--- Materials provided ---

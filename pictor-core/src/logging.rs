use tracing_subscriber::EnvFilter;

pub fn init_tracing(default_level: &str) {
    let filter = EnvFilter::try_from_default_env()
        .unwrap_or_else(|_| EnvFilter::new(default_level));

    tracing_subscriber::fmt()
        .with_env_filter(filter)
        .with_target(false)
        .init();
}
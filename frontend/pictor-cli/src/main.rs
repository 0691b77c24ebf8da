mod cli;

use pictor_core::config::{ConfigStore, ConfigStoreOptions, DirCacheStorage};
use pictor_core::media::Resizer;
use pictor_core::ConfigValue;

fn main() {
    if let Err(error) = run() {
        eprintln!("pictor-cli failed: {error}");
        std::process::exit(1);
    }
}

fn run() -> pictor_core::Result<()> {
    pictor_core::logging::init_tracing("info");

    let args = cli::Cli::parse_args();
    let cache = DirCacheStorage::new(&args.cache_dir);
    let options = ConfigStoreOptions {
        skip_missing_sources: !args.strict_sources,
    };
    let store = ConfigStore::open_with(&args.config, &cache, options)?;

    match args.command {
        cli::Command::Get { key, default } => {
            let fallback = default.map(|raw| ConfigValue::coerce(&raw));
            let value = match &fallback {
                Some(fallback) => Some(store.get_or(&key, fallback)),
                None => store.get(&key),
            };
            match value {
                Some(value) => println!("{value}"),
                None => {
                    return Err(pictor_core::Error::NotFound(format!(
                        "config key '{key}' is not set"
                    )))
                }
            }
        }
        cli::Command::Dump => {
            println!("{}", serde_json::to_string_pretty(store.get_all())?);
        }
        cli::Command::Resize { filename, size } => {
            let resizer = Resizer::new(&store)?;
            let path = resizer.resize(&filename, &size)?;
            println!("{}", path.display());
        }
    }

    Ok(())
}
use std::io::Write;
use std::path::{Path, PathBuf};
use std::sync::Mutex;

use crate::error::{Error, Result};

/// One persisted parse result: the serialized flattened map plus the verbatim
/// root-source bytes used as the next validity fingerprint
#[derive(Debug, Clone, PartialEq, Eq)]
pub struct CacheRecord {
    pub map: Vec<u8>,
    pub fingerprint: Vec<u8>,
}

/// A read/write pair of named blobs; `load` only ever reports complete pairs
pub trait CacheStorage {
    fn load(&self) -> Result<Option<CacheRecord>>;
    fn save(&self, record: &CacheRecord) -> Result<()>;
}

/// Two co-located files under one directory
#[derive(Debug, Clone)]
pub struct DirCacheStorage {
    map_path: PathBuf,
    fingerprint_path: PathBuf,
}

impl DirCacheStorage {
    pub fn new(dir: impl AsRef<Path>) -> Self {
        let dir = dir.as_ref();
        Self {
            map_path: dir.join("config-map.json"),
            fingerprint_path: dir.join("config-source.xml"),
        }
    }

    pub fn map_path(&self) -> &Path {
        &self.map_path
    }

    pub fn fingerprint_path(&self) -> &Path {
        &self.fingerprint_path
    }
}

impl CacheStorage for DirCacheStorage {
    fn load(&self) -> Result<Option<CacheRecord>> {
        if !self.map_path.exists() || !self.fingerprint_path.exists() {
            return Ok(None);
        }

        let map = std::fs::read(&self.map_path).map_err(|err| {
            Error::Cache(format!("failed to read '{}': {err}", self.map_path.display()))
        })?;
        let fingerprint = std::fs::read(&self.fingerprint_path).map_err(|err| {
            Error::Cache(format!(
                "failed to read '{}': {err}",
                self.fingerprint_path.display()
            ))
        })?;

        Ok(Some(CacheRecord { map, fingerprint }))
    }

    fn save(&self, record: &CacheRecord) -> Result<()> {
        // Map first. A crash between the two writes leaves a stale
        // fingerprint, which only costs a re-parse on the next load; the
        // reverse order could serve a stale map as fresh.
        write_atomic(&self.map_path, &record.map)?;
        write_atomic(&self.fingerprint_path, &record.fingerprint)
    }
}

fn write_atomic(path: &Path, payload: &[u8]) -> Result<()> {
    if let Some(parent) = path.parent() {
        std::fs::create_dir_all(parent).map_err(|err| {
            Error::Cache(format!("failed to create '{}': {err}", parent.display()))
        })?;
    }

    let tmp_path = path.with_extension("tmp");
    {
        let mut file = std::fs::File::create(&tmp_path).map_err(|err| {
            Error::Cache(format!("failed to create '{}': {err}", tmp_path.display()))
        })?;
        file.write_all(payload).map_err(|err| {
            Error::Cache(format!("failed to write '{}': {err}", tmp_path.display()))
        })?;
        file.sync_all().map_err(|err| {
            Error::Cache(format!("failed to sync '{}': {err}", tmp_path.display()))
        })?;
    }

    std::fs::rename(&tmp_path, path).map_err(|err| {
        Error::Cache(format!(
            "failed to move cache blob into place at '{}': {err}",
            path.display()
        ))
    })
}

/// In-memory pair, mostly for tests
#[derive(Debug, Default)]
pub struct MemoryCacheStorage {
    record: Mutex<Option<CacheRecord>>,
}

impl MemoryCacheStorage {
    pub fn new() -> Self {
        Self::default()
    }
}

impl CacheStorage for MemoryCacheStorage {
    fn load(&self) -> Result<Option<CacheRecord>> {
        Ok(self.record.lock().expect("cache mutex poisoned").clone())
    }

    fn save(&self, record: &CacheRecord) -> Result<()> {
        *self.record.lock().expect("cache mutex poisoned") = Some(record.clone());
        Ok(())
    }
}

---

All of the entries above need to be printed again exactly.

* [Solution]:
filename pictor-core/src/logging.rs
use tracing_subscriber::EnvFilter;

pub fn init_tracing(default_level: &str) {
    let filter = EnvFilter::try_from_default_env()
        .unwrap_or_else(|_| EnvFilter::new(default_level));

    tracing_subscriber::fmt()
        .with_env_filter(filter)
        .with_target(false)
        .init();
}
filename frontend/pictor-cli/src/main.rs
repository 0691b77c24ebf8da
mod cli;

use pictor_core::config::{ConfigStore, ConfigStoreOptions, DirCacheStorage};
use pictor_core::media::Resizer;
use pictor_core::ConfigValue;

fn main() {
    if let Err(error) = run() {
        eprintln!("pictor-cli failed: {error}");
        std::process::exit(1);
    }
}

fn run() -> pictor_core::Result<()> {
    pictor_core::logging::init_tracing("info");

    let args = cli::Cli::parse_args();
    let cache = DirCacheStorage::new(&args.cache_dir);
    let options = ConfigStoreOptions {
        skip_missing_sources: !args.strict_sources,
    };
    let store = ConfigStore::open_with(&args.config, &cache, options)?;

    match args.command {
        cli::Command::Get { key, default } => {
            let fallback = default.map(|raw| ConfigValue::coerce(&raw));
            let value = match &fallback {
                Some(fallback) => Some(store.get_or(&key, fallback)),
                None => store.get(&key),
            };
            match value {
                Some(value) => println!("{value}"),
                None => {
                    return Err(pictor_core::Error::NotFound(format!(
                        "config key '{key}' is not set"
                    )))
                }
            }
        }
        cli::Command::Dump => {
            println!("{}", serde_json::to_string_pretty(store.get_all())?);
        }
        cli::Command::Resize { filename, size } => {
            let resizer = Resizer::new(&store)?;
            let path = resizer.resize(&filename, &size)?;
            println!("{}", path.display());
        }
    }

    Ok(())
}
use std::io::Write;
use std::path::{Path, PathBuf};
use std::sync::Mutex;

use crate::error::{Error, Result};

/// One persisted parse result: the serialized flattened map plus the verbatim
/// root-source bytes used as the next validity fingerprint
#[derive(Debug, Clone, PartialEq, Eq)]
pub struct CacheRecord {
    pub map: Vec<u8>,
    pub fingerprint: Vec<u8>,
}

/// A read/write pair of named blobs; `load` only ever reports complete pairs
pub trait CacheStorage {
    fn load(&self) -> Result<Option<CacheRecord>>;
    fn save(&self, record: &CacheRecord) -> Result<()>;
}

/// Two co-located files under one directory
#[derive(Debug, Clone)]
pub struct DirCacheStorage {
    map_path: PathBuf,
    fingerprint_path: PathBuf,
}

impl DirCacheStorage {
    pub fn new(dir: impl AsRef<Path>) -> Self {
        let dir = dir.as_ref();
        Self {
            map_path: dir.join("config-map.json"),
            fingerprint_path: dir.join("config-source.xml"),
        }
    }

    pub fn map_path(&self) -> &Path {
        &self.map_path
    }

    pub fn fingerprint_path(&self) -> &Path {
        &self.fingerprint_path
    }
}

impl CacheStorage for DirCacheStorage {
    fn load(&self) -> Result<Option<CacheRecord>> {
        if !self.map_path.exists() || !self.fingerprint_path.exists() {
            return Ok(None);
        }

        let map = std::fs::read(&self.map_path).map_err(|err| {
            Error::Cache(format!("failed to read '{}': {err}", self.map_path.display()))
        })?;
        let fingerprint = std::fs::read(&self.fingerprint_path).map_err(|err| {
            Error::Cache(format!(
                "failed to read '{}': {err}",
                self.fingerprint_path.display()
            ))
        })?;

        Ok(Some(CacheRecord { map, fingerprint }))
    }

    fn save(&self, record: &CacheRecord) -> Result<()> {
        // Map first. A crash between the two writes leaves a stale
        // fingerprint, which only costs a re-parse on the next load; the
        // reverse order could serve a stale map as fresh.
        write_atomic(&self.map_path, &record.map)?;
        write_atomic(&self.fingerprint_path, &record.fingerprint)
    }
}

fn write_atomic(path: &Path, payload: &[u8]) -> Result<()> {
    if let Some(parent) = path.parent() {
        std::fs::create_dir_all(parent).map_err(|err| {
            Error::Cache(format!("failed to create '{}': {err}", parent.display()))
        })?;
    }

    let tmp_path = path.with_extension("tmp");
    {
        let mut file = std::fs::File::create(&tmp_path).map_err(|err| {
            Error::Cache(format!("failed to create '{}': {err}", tmp_path.display()))
        })?;
        file.write_all(payload).map_err(|err| {
            Error::Cache(format!("failed to write '{}': {err}", tmp_path.display()))
        })?;
        file.sync_all().map_err(|err| {
            Error::Cache(format!("failed to sync '{}': {err}", tmp_path.display()))
        })?;
    }

    std::fs::rename(&tmp_path, path).map_err(|err| {
        Error::Cache(format!(
            "failed to move cache blob into place at '{}': {err}",
            path.display()
        ))
    })
}

/// In-memory pair, mostly for tests
#[derive(Debug, Default)]
pub struct MemoryCacheStorage {
    record: Mutex<Option<CacheRecord>>,
}

impl MemoryCacheStorage {
    pub fn new() -> Self {
        Self::default()
    }
}

impl CacheStorage for MemoryCacheStorage {
    fn load(&self) -> Result<Option<CacheRecord>> {
        Ok(self.record.lock().expect("cache mutex poisoned").clone())
    }

    fn save(&self, record: &CacheRecord) -> Result<()> {
        *self.record.lock().expect("cache mutex poisoned") = Some(record.clone());
        Ok(())
    }
}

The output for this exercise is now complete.